"So long, I say, as the people let themselves be taxed and fleeced by kings and priests, so long as they bow to a boss—whether they call him patron or God makes no difference—so long shall we remain in misery."
"Now, Markus," said Jan, "put in an oar yourself. You know better how to pull than the rest of 'em, I should say."
"Well, I will tell you a story," said Markus, "if you will promise to remember it, and not ask an explanation."
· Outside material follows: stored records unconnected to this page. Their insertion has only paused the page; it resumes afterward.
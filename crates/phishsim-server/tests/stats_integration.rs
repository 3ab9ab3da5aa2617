use std::sync::Arc;

use axum::body::Body;
use axum::http::{Request, StatusCode};
use http_body_util::BodyExt;
use serde_json::{json, Value};
use tower::ServiceExt;

use phishsim_core::campaign::{EventType, ImportRow};
use phishsim_core::config::{Config, SmtpConfig};
use phishsim_duckdb::campaign::CreateCampaignParams;
use phishsim_duckdb::DuckDbBackend;
use phishsim_server::app::build_app;
use phishsim_server::mailer::NoopMailer;
use phishsim_server::state::AppState;

fn test_config() -> Config {
    Config {
        port: 0,
        data_dir: "/tmp/phishsim-test".to_string(),
        public_url: "http://localhost:8080".to_string(),
        landing_url: "http://localhost:3000/landing".to_string(),
        smtp: SmtpConfig {
            host: "localhost".to_string(),
            port: 587,
            username: None,
            password: None,
            noop: true,
        },
        send_timeout_secs: 2,
        send_retries: 0,
        send_retry_backoff_ms: 0,
        send_delay_ms: 0,
        duckdb_memory_limit: "1GB".to_string(),
    }
}

fn setup() -> (Arc<AppState>, axum::Router) {
    let db = DuckDbBackend::open_in_memory().expect("in-memory DuckDB");
    let state = Arc::new(AppState::new(db, test_config(), Arc::new(NoopMailer)));
    let app = build_app(Arc::clone(&state));
    (state, app)
}

fn get(uri: &str) -> Request<Body> {
    Request::builder()
        .uri(uri)
        .body(Body::empty())
        .expect("build request")
}

async fn json_body(response: axum::http::Response<Body>) -> Value {
    let bytes = response
        .into_body()
        .collect()
        .await
        .expect("read body")
        .to_bytes();
    serde_json::from_slice(&bytes).expect("parse JSON")
}

struct Seeded {
    campaign_id: String,
    tokens: Vec<String>,
    target_ids: Vec<String>,
}

/// Seed a campaign with targets `(email, department, role)`.
async fn seed(state: &AppState, targets: &[(&str, &str, &str)]) -> Seeded {
    let campaign = state
        .db
        .create_campaign(CreateCampaignParams {
            name: "Drill".to_string(),
            email_subject: "Hello".to_string(),
            email_body: "<p>{{Link}}</p>".to_string(),
            from_address: "it@corp.example".to_string(),
        })
        .await
        .expect("create campaign");
    let rows: Vec<ImportRow> = targets
        .iter()
        .enumerate()
        .map(|(i, (email, department, role))| ImportRow {
            row: i + 2,
            email: email.to_string(),
            name: String::new(),
            department: department.to_string(),
            role: role.to_string(),
        })
        .collect();
    state
        .db
        .import_targets(&campaign.id, &rows)
        .await
        .expect("import");

    // Index stored targets back into the order of the `targets` argument
    // so tests can address them positionally.
    let stored = state.db.list_targets(&campaign.id).await.expect("targets");
    let mut tokens = Vec::with_capacity(targets.len());
    let mut target_ids = Vec::with_capacity(targets.len());
    for (email, _, _) in targets {
        let target = stored
            .iter()
            .find(|t| t.email == *email)
            .expect("stored target");
        tokens.push(target.token.clone());
        target_ids.push(target.id.clone());
    }
    Seeded {
        campaign_id: campaign.id,
        tokens,
        target_ids,
    }
}

/// The end-to-end scenario from the dashboard's chart view: 4 targets,
/// 3 sent, 2 of those open, 1 of the openers clicks, nobody submits.
#[tokio::test]
async fn funnel_counts_and_rates_over_sent_denominator() {
    let (state, app) = setup();
    let seeded = seed(
        &state,
        &[
            ("a@example.com", "Finance", ""),
            ("b@example.com", "Finance", ""),
            ("c@example.com", "Sales", ""),
            ("d@example.com", "Sales", ""),
        ],
    )
    .await;

    for target_id in &seeded.target_ids[0..3] {
        state.db.mark_target_sent(target_id).await.expect("mark sent");
    }
    state
        .db
        .record_event(&seeded.tokens[0], EventType::Open, &json!({}))
        .await
        .expect("open a");
    state
        .db
        .record_event(&seeded.tokens[1], EventType::Open, &json!({}))
        .await
        .expect("open b");
    state
        .db
        .record_event(&seeded.tokens[0], EventType::Click, &json!({}))
        .await
        .expect("click a");

    let response = app
        .oneshot(get(&format!("/api/campaigns/{}/stats", seeded.campaign_id)))
        .await
        .expect("response");
    assert_eq!(response.status(), StatusCode::OK);

    let body = json_body(response).await;
    let overall = &body["overall_stats"];
    assert_eq!(overall["total_targets"], 4);
    assert_eq!(overall["emails_sent"], 3);
    assert_eq!(overall["opened"], 2);
    assert_eq!(overall["clicked"], 1);
    assert_eq!(overall["submitted"], 0);
    assert_eq!(overall["open_rate"], 66.7);
    assert_eq!(overall["click_rate"], 33.3);
    assert_eq!(overall["submit_rate"], 0.0);
    assert_eq!(body["grouped_by"], "department");
}

#[tokio::test]
async fn click_without_prior_open_still_credits_the_open_stage() {
    let (state, app) = setup();
    let seeded = seed(&state, &[("a@example.com", "", "")]).await;
    state
        .db
        .mark_target_sent(&seeded.target_ids[0])
        .await
        .expect("mark sent");

    // Pixel was blocked; only the link got through.
    state
        .db
        .record_event(&seeded.tokens[0], EventType::Click, &json!({}))
        .await
        .expect("click");

    let body = json_body(
        app.oneshot(get(&format!("/api/campaigns/{}/stats", seeded.campaign_id)))
            .await
            .expect("response"),
    )
    .await;
    assert_eq!(body["overall_stats"]["opened"], 1);
    assert_eq!(body["overall_stats"]["clicked"], 1);
}

#[tokio::test]
async fn group_with_zero_sent_reports_zero_rates() {
    let (state, app) = setup();
    let seeded = seed(
        &state,
        &[("a@example.com", "Finance", ""), ("b@example.com", "Legal", "")],
    )
    .await;
    // Only Finance gets sent to.
    state
        .db
        .mark_target_sent(&seeded.target_ids[0])
        .await
        .expect("mark sent");

    let body = json_body(
        app.oneshot(get(&format!("/api/campaigns/{}/stats", seeded.campaign_id)))
            .await
            .expect("response"),
    )
    .await;
    let groups = body["department_stats"].as_array().expect("groups");
    let legal = groups
        .iter()
        .find(|g| g["group"] == "Legal")
        .expect("legal group");
    assert_eq!(legal["emails_sent"], 0);
    assert_eq!(legal["open_rate"], 0.0);
    assert_eq!(legal["click_rate"], 0.0);
    assert_eq!(legal["submit_rate"], 0.0);
}

#[tokio::test]
async fn group_by_role_partitions_by_role() {
    let (state, app) = setup();
    let seeded = seed(
        &state,
        &[
            ("a@example.com", "Finance", "Analyst"),
            ("b@example.com", "Finance", "Manager"),
        ],
    )
    .await;
    state
        .db
        .mark_target_sent(&seeded.target_ids[0])
        .await
        .expect("mark sent");

    let body = json_body(
        app.oneshot(get(&format!(
            "/api/campaigns/{}/stats?group_by=role",
            seeded.campaign_id
        )))
        .await
        .expect("response"),
    )
    .await;
    assert_eq!(body["grouped_by"], "role");
    let groups = body["department_stats"].as_array().expect("groups");
    let names: Vec<&str> = groups
        .iter()
        .filter_map(|g| g["group"].as_str())
        .collect();
    assert!(names.contains(&"Analyst"));
    assert!(names.contains(&"Manager"));
}

#[tokio::test]
async fn unsupported_group_by_is_rejected() {
    let (state, app) = setup();
    let seeded = seed(&state, &[("a@example.com", "", "")]).await;

    let response = app
        .oneshot(get(&format!(
            "/api/campaigns/{}/stats?group_by=manager",
            seeded.campaign_id
        )))
        .await
        .expect("response");
    assert_eq!(response.status(), StatusCode::BAD_REQUEST);
}

#[tokio::test]
async fn stats_for_unknown_campaign_is_404() {
    let (_state, app) = setup();
    let response = app
        .oneshot(get("/api/campaigns/no-such-campaign/stats"))
        .await
        .expect("response");
    assert_eq!(response.status(), StatusCode::NOT_FOUND);
}

#[tokio::test]
async fn cross_campaign_stats_aggregate_and_break_down_per_campaign() {
    let (state, app) = setup();
    let first = seed(&state, &[("a@example.com", "Finance", "")]).await;
    let second = seed(&state, &[("b@example.com", "Sales", "")]).await;
    state
        .db
        .mark_target_sent(&first.target_ids[0])
        .await
        .expect("mark sent");
    state
        .db
        .mark_target_sent(&second.target_ids[0])
        .await
        .expect("mark sent");
    state
        .db
        .record_event(&first.tokens[0], EventType::Open, &json!({}))
        .await
        .expect("open");

    let response = app.oneshot(get("/api/stats")).await.expect("response");
    assert_eq!(response.status(), StatusCode::OK);

    let body = json_body(response).await;
    assert_eq!(body["overall_stats"]["total_targets"], 2);
    assert_eq!(body["overall_stats"]["emails_sent"], 2);
    assert_eq!(body["overall_stats"]["opened"], 1);
    assert_eq!(body["overall_stats"]["open_rate"], 50.0);

    let campaign_stats = body["campaign_stats"].as_array().expect("campaign stats");
    assert_eq!(campaign_stats.len(), 2);
    assert!(campaign_stats
        .iter()
        .any(|c| c["campaign_id"] == json!(first.campaign_id) && c["opened"] == 1));

    let grouped = body["grouped_stats"].as_array().expect("grouped");
    assert!(grouped.iter().any(|g| g["group"] == "Finance"));
    assert!(grouped.iter().any(|g| g["group"] == "Sales"));
}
"Why not an explanation?" asked the man in brown. "What does that mean? Is it a riddle?"
"I would just as soon be silent," said Markus.
"Come, now, Markus, pitch in! We won't ask you any more than you want to tell us."
"Listen, then," said Markus; and he began his story in a tone which constrained them all to silence.
"Once there were some field-laborers who were very poor—so poor that when they were asked how, with all their children, they could make both ends meet, they replied, 'The churchyard helps us out.'
"They had a rich landlord, and there was an abundance of land. But they were obliged to work so long every day, and so many days in succession, that they had no time to learn anything—not even the best way to plow and sow and reap. They did only the work they were bidden to do. So they remained dull because they were poor, and poor because they were dull. It seemed as if it would stay thus until eternity.
"But the landlord grew richer and richer, through the toil of his many laborers, and according to the increase of his wealth did he become more covetous and dissolute and indolent. And he demanded that his laborers work still harder because his desires were greater.